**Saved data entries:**
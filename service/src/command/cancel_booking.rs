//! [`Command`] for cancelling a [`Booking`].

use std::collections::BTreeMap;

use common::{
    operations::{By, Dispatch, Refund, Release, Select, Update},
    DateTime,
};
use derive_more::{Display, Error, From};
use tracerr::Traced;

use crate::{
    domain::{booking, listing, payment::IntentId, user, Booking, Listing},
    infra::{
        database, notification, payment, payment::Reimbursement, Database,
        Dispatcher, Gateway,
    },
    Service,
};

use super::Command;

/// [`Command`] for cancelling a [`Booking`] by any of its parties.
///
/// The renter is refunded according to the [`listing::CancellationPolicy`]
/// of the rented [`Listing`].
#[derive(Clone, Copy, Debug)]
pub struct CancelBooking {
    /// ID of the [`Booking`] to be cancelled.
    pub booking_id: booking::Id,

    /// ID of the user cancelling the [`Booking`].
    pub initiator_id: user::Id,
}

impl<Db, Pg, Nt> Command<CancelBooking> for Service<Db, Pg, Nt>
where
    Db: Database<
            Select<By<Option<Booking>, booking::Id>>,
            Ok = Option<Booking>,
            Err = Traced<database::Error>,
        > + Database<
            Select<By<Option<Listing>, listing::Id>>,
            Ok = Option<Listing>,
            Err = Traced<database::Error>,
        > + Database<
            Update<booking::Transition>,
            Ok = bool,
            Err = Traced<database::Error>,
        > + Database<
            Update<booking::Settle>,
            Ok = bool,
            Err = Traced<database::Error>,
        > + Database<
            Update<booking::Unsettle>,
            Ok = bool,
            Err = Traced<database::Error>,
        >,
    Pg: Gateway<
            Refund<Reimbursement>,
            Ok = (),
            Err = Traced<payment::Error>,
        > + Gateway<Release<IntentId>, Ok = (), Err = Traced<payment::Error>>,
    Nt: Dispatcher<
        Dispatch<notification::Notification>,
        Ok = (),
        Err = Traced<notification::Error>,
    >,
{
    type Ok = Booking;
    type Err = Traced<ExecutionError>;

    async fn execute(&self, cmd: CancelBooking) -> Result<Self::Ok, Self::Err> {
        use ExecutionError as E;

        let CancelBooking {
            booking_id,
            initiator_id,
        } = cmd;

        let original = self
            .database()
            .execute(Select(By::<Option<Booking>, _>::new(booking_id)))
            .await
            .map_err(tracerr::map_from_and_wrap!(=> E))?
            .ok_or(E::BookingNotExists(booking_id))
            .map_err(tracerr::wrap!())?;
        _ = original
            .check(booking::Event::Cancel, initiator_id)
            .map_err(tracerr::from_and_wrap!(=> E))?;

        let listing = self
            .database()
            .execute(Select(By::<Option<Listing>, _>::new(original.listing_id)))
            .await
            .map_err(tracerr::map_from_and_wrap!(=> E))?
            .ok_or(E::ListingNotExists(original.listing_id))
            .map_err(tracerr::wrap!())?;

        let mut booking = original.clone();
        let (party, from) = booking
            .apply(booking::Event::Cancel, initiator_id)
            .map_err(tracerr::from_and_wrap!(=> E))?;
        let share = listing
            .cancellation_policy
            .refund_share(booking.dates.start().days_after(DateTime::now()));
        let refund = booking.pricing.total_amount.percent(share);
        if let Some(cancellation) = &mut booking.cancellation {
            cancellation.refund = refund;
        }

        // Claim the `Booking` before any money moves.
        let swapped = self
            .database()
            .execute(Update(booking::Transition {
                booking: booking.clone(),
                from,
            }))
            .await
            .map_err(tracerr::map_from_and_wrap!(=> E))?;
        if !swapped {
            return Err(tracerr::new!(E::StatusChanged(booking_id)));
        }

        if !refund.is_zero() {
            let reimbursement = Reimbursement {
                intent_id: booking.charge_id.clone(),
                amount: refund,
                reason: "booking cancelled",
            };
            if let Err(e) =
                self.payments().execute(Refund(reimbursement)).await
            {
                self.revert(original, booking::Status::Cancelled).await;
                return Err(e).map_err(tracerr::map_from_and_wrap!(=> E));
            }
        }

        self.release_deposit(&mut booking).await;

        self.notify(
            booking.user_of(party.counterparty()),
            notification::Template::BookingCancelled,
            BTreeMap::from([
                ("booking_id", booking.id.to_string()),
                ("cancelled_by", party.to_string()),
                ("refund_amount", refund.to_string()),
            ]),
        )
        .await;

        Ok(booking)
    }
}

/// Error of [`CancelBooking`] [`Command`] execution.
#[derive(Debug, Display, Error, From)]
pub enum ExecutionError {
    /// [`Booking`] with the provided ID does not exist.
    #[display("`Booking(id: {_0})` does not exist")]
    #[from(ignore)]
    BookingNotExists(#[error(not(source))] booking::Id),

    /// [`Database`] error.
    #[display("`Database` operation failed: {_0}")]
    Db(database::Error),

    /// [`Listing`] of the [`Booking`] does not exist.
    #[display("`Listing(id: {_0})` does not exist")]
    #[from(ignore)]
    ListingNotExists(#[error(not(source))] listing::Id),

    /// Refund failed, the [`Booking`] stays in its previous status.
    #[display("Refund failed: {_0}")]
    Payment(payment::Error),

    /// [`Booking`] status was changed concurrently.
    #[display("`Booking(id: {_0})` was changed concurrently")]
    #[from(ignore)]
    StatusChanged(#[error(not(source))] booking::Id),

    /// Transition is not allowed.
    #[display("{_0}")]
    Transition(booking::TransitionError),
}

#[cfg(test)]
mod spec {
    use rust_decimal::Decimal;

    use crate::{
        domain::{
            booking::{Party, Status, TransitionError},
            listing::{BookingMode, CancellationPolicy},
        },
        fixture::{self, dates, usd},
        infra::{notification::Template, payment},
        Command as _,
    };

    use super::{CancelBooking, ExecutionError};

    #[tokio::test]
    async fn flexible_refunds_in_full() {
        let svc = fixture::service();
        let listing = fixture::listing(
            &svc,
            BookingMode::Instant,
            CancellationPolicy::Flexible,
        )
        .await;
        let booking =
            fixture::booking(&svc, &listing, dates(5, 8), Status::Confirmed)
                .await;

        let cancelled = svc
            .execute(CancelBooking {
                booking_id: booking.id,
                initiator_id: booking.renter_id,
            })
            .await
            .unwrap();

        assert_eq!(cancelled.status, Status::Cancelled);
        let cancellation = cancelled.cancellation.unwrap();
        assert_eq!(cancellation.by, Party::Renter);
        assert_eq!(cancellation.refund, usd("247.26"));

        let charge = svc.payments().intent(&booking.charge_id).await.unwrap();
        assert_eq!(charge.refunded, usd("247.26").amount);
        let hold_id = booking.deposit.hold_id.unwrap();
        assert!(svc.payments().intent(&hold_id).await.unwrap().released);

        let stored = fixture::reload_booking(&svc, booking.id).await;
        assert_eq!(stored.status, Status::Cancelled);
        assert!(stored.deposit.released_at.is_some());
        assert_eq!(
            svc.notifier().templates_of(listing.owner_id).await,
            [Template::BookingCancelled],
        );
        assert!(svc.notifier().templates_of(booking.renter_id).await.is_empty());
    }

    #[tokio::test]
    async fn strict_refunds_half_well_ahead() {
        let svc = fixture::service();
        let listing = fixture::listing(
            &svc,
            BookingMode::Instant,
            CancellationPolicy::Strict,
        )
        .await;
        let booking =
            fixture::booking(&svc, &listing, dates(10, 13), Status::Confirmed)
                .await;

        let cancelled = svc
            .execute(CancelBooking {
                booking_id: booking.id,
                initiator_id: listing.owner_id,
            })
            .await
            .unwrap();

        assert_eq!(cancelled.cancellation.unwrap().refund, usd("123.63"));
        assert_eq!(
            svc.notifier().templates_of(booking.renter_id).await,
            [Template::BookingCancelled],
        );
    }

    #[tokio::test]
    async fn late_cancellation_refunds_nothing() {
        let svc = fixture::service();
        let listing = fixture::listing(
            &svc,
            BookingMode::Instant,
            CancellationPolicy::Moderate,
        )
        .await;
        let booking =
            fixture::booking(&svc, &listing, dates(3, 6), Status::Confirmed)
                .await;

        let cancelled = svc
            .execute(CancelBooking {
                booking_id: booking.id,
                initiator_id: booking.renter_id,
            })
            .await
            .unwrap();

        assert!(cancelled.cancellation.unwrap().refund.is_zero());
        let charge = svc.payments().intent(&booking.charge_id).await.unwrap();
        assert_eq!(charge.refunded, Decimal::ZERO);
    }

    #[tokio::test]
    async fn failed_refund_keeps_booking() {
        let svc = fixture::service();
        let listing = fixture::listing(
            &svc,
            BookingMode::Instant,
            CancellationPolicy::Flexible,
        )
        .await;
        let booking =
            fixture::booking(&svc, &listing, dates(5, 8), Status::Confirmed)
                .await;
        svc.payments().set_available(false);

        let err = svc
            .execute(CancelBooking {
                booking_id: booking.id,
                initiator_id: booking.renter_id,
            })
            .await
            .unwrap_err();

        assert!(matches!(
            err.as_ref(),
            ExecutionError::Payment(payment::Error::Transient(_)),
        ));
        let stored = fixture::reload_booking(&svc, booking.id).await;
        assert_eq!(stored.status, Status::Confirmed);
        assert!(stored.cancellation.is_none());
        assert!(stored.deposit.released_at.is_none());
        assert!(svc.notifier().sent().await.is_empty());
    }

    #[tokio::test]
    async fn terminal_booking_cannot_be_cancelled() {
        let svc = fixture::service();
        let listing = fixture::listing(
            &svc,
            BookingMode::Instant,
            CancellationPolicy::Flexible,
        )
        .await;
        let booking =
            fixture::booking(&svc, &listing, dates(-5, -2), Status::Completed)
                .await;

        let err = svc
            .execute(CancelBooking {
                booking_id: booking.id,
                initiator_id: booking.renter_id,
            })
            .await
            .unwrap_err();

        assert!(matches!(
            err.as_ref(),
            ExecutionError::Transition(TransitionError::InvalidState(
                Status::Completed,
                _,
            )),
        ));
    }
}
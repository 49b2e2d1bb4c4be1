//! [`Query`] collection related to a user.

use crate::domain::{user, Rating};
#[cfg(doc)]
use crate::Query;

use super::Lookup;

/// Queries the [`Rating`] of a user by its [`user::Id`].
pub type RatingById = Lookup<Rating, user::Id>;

--

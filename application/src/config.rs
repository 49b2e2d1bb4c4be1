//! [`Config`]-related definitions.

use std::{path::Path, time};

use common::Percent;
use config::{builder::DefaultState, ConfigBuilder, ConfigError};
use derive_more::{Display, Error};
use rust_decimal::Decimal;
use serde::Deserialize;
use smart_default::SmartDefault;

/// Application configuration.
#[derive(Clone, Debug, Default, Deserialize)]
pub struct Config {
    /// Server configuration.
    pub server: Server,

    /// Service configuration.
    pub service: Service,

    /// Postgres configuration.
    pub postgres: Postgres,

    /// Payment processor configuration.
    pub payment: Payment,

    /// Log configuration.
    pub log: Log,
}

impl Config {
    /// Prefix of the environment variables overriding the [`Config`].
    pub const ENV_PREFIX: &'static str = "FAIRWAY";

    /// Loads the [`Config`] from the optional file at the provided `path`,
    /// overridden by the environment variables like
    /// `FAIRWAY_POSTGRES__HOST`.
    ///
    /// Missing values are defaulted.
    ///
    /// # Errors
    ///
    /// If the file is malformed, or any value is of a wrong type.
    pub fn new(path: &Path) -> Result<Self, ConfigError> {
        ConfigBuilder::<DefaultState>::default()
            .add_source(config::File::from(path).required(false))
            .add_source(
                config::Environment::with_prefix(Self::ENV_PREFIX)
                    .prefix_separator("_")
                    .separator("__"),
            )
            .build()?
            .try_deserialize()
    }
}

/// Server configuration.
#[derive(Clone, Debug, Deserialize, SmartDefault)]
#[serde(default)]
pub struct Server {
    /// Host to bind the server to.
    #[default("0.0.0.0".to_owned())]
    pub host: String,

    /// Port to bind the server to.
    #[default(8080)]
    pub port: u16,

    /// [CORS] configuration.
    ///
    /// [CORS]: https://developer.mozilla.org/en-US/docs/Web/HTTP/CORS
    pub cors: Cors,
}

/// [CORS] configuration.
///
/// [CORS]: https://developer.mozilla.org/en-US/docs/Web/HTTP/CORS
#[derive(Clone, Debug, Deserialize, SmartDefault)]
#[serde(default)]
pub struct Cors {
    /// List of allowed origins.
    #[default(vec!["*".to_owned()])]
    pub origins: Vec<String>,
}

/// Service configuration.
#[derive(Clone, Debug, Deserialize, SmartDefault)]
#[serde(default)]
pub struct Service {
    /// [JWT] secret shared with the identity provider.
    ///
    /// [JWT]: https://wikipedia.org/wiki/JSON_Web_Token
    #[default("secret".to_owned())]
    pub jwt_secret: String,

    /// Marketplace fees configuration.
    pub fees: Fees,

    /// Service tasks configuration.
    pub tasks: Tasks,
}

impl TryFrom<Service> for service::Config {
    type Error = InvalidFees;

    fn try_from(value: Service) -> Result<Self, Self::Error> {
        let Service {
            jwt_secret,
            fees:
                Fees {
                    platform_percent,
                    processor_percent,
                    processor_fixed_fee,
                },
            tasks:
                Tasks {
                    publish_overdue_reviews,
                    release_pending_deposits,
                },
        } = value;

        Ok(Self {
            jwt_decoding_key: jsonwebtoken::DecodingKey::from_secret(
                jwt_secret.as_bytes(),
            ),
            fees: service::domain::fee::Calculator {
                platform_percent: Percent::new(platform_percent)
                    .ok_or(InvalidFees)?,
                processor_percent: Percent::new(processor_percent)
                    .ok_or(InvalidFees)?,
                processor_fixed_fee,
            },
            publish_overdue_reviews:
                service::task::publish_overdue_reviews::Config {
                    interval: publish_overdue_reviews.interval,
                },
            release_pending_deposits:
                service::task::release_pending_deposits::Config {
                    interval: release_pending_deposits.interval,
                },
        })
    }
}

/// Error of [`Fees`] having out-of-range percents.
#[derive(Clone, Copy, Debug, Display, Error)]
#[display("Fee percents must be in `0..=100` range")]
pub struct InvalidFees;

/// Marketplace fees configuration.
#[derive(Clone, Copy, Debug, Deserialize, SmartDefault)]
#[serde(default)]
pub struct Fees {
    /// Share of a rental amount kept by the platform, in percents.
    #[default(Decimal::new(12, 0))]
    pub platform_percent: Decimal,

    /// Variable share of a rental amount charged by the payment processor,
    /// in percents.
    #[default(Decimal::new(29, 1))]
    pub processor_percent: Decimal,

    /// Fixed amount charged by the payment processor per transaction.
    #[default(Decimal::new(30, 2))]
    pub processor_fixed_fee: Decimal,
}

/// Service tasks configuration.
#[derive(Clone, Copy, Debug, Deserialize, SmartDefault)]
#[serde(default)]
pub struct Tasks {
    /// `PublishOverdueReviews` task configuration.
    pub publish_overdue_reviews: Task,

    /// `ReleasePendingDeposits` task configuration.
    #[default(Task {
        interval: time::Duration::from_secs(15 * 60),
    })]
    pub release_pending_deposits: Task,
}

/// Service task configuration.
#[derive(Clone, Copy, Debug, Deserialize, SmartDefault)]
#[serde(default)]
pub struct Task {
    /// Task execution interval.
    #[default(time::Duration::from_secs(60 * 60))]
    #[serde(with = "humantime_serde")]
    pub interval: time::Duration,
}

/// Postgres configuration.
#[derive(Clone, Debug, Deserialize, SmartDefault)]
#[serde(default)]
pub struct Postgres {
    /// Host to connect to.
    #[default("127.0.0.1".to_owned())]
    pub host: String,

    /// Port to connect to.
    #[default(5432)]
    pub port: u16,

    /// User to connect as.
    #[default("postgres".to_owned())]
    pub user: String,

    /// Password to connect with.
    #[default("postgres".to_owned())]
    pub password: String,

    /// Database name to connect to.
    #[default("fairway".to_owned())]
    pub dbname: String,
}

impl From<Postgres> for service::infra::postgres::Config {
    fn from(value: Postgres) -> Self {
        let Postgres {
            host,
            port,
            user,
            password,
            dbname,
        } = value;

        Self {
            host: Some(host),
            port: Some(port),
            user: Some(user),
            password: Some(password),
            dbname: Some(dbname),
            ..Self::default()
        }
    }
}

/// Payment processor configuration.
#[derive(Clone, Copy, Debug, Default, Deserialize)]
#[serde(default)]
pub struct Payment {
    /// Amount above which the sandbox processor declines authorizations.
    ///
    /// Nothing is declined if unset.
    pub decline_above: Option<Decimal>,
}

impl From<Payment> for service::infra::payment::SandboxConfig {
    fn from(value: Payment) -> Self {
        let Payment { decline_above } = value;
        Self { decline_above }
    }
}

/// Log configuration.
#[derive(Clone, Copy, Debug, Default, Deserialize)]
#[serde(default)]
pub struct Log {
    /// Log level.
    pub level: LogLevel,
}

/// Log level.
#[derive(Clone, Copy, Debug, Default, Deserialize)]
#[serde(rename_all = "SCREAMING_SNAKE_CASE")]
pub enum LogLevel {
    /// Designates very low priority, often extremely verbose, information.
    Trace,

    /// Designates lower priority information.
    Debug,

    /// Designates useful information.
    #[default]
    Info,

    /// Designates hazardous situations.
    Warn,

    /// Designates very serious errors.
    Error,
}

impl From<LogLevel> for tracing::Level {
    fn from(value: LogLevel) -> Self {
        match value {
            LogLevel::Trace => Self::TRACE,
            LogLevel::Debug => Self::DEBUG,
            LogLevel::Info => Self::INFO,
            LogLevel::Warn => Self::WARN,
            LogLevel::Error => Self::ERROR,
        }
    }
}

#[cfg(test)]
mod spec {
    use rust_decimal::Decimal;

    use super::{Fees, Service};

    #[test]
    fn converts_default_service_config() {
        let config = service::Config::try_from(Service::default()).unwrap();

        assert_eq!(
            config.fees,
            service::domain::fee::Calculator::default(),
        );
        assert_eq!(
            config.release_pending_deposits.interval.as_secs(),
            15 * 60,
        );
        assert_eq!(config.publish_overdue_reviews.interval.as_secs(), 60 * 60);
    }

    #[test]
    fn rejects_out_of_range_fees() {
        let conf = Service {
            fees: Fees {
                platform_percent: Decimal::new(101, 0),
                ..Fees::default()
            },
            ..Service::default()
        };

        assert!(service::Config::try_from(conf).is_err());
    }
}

**Activity:**
Among the records above, repeat exactly the line with "filename application/src/config.rs", the line with "pub struct Config", and every line in between, and only those.

**The completed task:**
filename application/src/config.rs
repository 49b2e2d1bb4c4be1
//! [`Config`]-related definitions.

use std::{path::Path, time};

use common::Percent;
use config::{builder::DefaultState, ConfigBuilder, ConfigError};
use derive_more::{Display, Error};
use rust_decimal::Decimal;
use serde::Deserialize;
use smart_default::SmartDefault;

/// Application configuration.
#[derive(Clone, Debug, Default, Deserialize)]
pub struct Config {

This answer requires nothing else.